Thus have I heard

Translations of
Thus have I heard (at one time)
PaliEvaṃ me suttaṃ
SanskritEvaṃ mayā śrutaṃ
(Pinyinrúshì wǒwén)
('di skad bdag gis thos pa dus gcig na)
Glossary of Buddhism

Thus have I heard (Pali: Evaṃ me suttaṃ; Sanskrit: Evaṃ mayā śrūtaṃ) is the common translation of the first line of the standard introduction (Pāli and Sanskrit: nidāna) of Buddhist discourses. This phrase serves to confirm that the discourse is coming from the Buddha himself, as a "seal of authenticity".[1][2] Buddhist tradition maintains that the disciple Ānanda used the formula for the first time, as a form of personal testimony, but this is disputed by scholars. It is also disputed how the phrase relates to the words that follow, as several theories have been developed with regard to how the text was originally intended to be read.
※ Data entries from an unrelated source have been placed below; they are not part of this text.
// ABOUTME: Optional parameter (TLV) registry and value model per SMPP v3.4 Section 5.3
// ABOUTME: Registered tags decode to typed values; anything else passes through as raw octets

use bytes::{BufMut, Bytes, BytesMut};

/// Standard TLV tag codes per SMPP v3.4 Section 5.3.2
pub mod tags {
    pub const DEST_ADDR_SUBUNIT: u16 = 0x0005;
    pub const SOURCE_ADDR_SUBUNIT: u16 = 0x000D;
    pub const PAYLOAD_TYPE: u16 = 0x0019;
    pub const ADDITIONAL_STATUS_INFO_TEXT: u16 = 0x001D;
    pub const RECEIPTED_MESSAGE_ID: u16 = 0x001E;
    pub const MS_MSG_WAIT_FACILITIES: u16 = 0x0030;
    pub const PRIVACY_INDICATOR: u16 = 0x0201;
    pub const SOURCE_SUBADDRESS: u16 = 0x0202;
    pub const DEST_SUBADDRESS: u16 = 0x0203;
    pub const USER_MESSAGE_REFERENCE: u16 = 0x0204;
    pub const USER_RESPONSE_CODE: u16 = 0x0205;
    pub const SOURCE_PORT: u16 = 0x020A;
    pub const DESTINATION_PORT: u16 = 0x020B;
    pub const SAR_MSG_REF_NUM: u16 = 0x020C;
    pub const LANGUAGE_INDICATOR: u16 = 0x020D;
    pub const SAR_TOTAL_SEGMENTS: u16 = 0x020E;
    pub const SAR_SEGMENT_SEQNUM: u16 = 0x020F;
    pub const SC_INTERFACE_VERSION: u16 = 0x0210;
    pub const CALLBACK_NUM_PRES_IND: u16 = 0x0302;
    pub const CALLBACK_NUM_ATAG: u16 = 0x0303;
    pub const NUMBER_OF_MESSAGES: u16 = 0x0304;
    pub const CALLBACK_NUM: u16 = 0x0381;
    pub const DPF_RESULT: u16 = 0x0420;
    pub const SET_DPF: u16 = 0x0421;
    pub const MS_AVAILABILITY_STATUS: u16 = 0x0422;
    pub const NETWORK_ERROR_CODE: u16 = 0x0423;
    pub const MESSAGE_PAYLOAD: u16 = 0x0424;
    pub const DELIVERY_FAILURE_REASON: u16 = 0x0425;
    pub const MORE_MESSAGES_TO_SEND: u16 = 0x0426;
    pub const MESSAGE_STATE: u16 = 0x0427;
    pub const USSD_SERVICE_OP: u16 = 0x0501;
    pub const DISPLAY_TIME: u16 = 0x1201;
    pub const SMS_SIGNAL: u16 = 0x1203;
    pub const MS_VALIDITY: u16 = 0x1204;
    pub const ALERT_ON_MESSAGE_DELIVERY: u16 = 0x130C;
    pub const ITS_REPLY_TYPE: u16 = 0x1380;
    pub const ITS_SESSION_INFO: u16 = 0x1383;
}

/// How a registered tag's value is laid out on the wire.
#[derive(Clone, Copy, Debug, PartialEq, Eq)]
pub(crate) enum TlvKind {
    /// C-octet string: value bytes plus a trailing NUL
    Str,
    /// Single unsigned octet
    Int,
}

/// Tag registry used during decoding. Tags whose values are wider than one
/// octet (ports, SAR reference numbers, signals) are intentionally absent and
/// pass through as raw octets.
pub(crate) fn kind_of(tag: u16) -> Option<TlvKind> {
    use tags::*;
    match tag {
        ADDITIONAL_STATUS_INFO_TEXT | RECEIPTED_MESSAGE_ID | MESSAGE_PAYLOAD => Some(TlvKind::Str),
        DEST_ADDR_SUBUNIT
        | SOURCE_ADDR_SUBUNIT
        | PAYLOAD_TYPE
        | MS_MSG_WAIT_FACILITIES
        | PRIVACY_INDICATOR
        | USER_RESPONSE_CODE
        | LANGUAGE_INDICATOR
        | SAR_SEGMENT_SEQNUM
        | SC_INTERFACE_VERSION
        | CALLBACK_NUM_PRES_IND
        | NUMBER_OF_MESSAGES
        | DPF_RESULT
        | SET_DPF
        | MS_AVAILABILITY_STATUS
        | DELIVERY_FAILURE_REASON
        | MORE_MESSAGES_TO_SEND
        | MESSAGE_STATE
        | USSD_SERVICE_OP
        | DISPLAY_TIME
        | MS_VALIDITY
        | ITS_REPLY_TYPE => Some(TlvKind::Int),
        _ => None,
    }
}

/// Decoded value of an optional parameter.
#[derive(Clone, Debug, PartialEq)]
pub enum TlvValue {
    /// String-typed tag, NUL terminator stripped
    Str(String),
    /// Single-octet integer tag
    Int(u8),
    /// Unregistered tag, carried through untouched
    Octets(Bytes),
}

/// One optional parameter. The wire length is derived from the value at
/// encode time, so a `Tlv` cannot carry an inconsistent length field.
#[derive(Clone, Debug, PartialEq)]
pub struct Tlv {
    pub tag: u16,
    pub value: TlvValue,
}

impl Tlv {
    pub fn string(tag: u16, value: impl Into<String>) -> Self {
        Tlv {
            tag,
            value: TlvValue::Str(value.into()),
        }
    }

    pub fn integer(tag: u16, value: u8) -> Self {
        Tlv {
            tag,
            value: TlvValue::Int(value),
        }
    }

    pub fn octets(tag: u16, value: impl Into<Bytes>) -> Self {
        Tlv {
            tag,
            value: TlvValue::Octets(value.into()),
        }
    }

    /// Length field value: octet count of the encoded value.
    pub fn value_len(&self) -> u16 {
        match &self.value {
            TlvValue::Str(s) => (s.len() + 1) as u16,
            TlvValue::Int(_) => 1,
            TlvValue::Octets(b) => b.len() as u16,
        }
    }

    /// Total wire size including the tag and length fields.
    pub fn wire_len(&self) -> usize {
        4 + self.value_len() as usize
    }

    /// Append the encoded parameter to `buf`.
    pub fn encode(&self, buf: &mut BytesMut) {
        buf.put_u16(self.tag);
        buf.put_u16(self.value_len());
        match &self.value {
            TlvValue::Str(s) => {
                buf.put_slice(s.as_bytes());
                buf.put_u8(0);
            }
            TlvValue::Int(v) => buf.put_u8(*v),
            TlvValue::Octets(b) => buf.put_slice(b),
        }
    }
}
The formula has also been used in later Mahāyāna and Vajrayāna discourses.

History and function

Colored limestone sculpture of monk holding unidentified object
8th-century Chinese limestone sculpture of Ānanda

Buddhist tradition has it, based on the commentary to the Dīgha Nikāya, that the formula was first used by the disciple Ānanda during the First Buddhist Council held at Rājagṛha (present-day Rajgir).[3][4] This was when the Buddhist Canon was established,[4] as Ānanda was given the role of ' rapporteur' (Sanskrit: saṃgītakāra) of the Buddha's teachings, being the personal attendant of the Buddha.[5] The formula is usually followed by the place where the discourse is given, as well as the names and numbers of those it is given to.[6] In the Chinese exegetical tradition, the formula is known as the generic preface (pinyin: tongxu), as opposed to the subsequent part that differs between discourses, introducing the specifics, known as the specific preface (pinyin: biexu).[7] In some Early Buddhist Texts, other similar constructions are used, such as 'This was said by the Blessed One' (Pali: Vutaṃ hetaṃ bhagavatā) in the Itivuttaka.[8][9]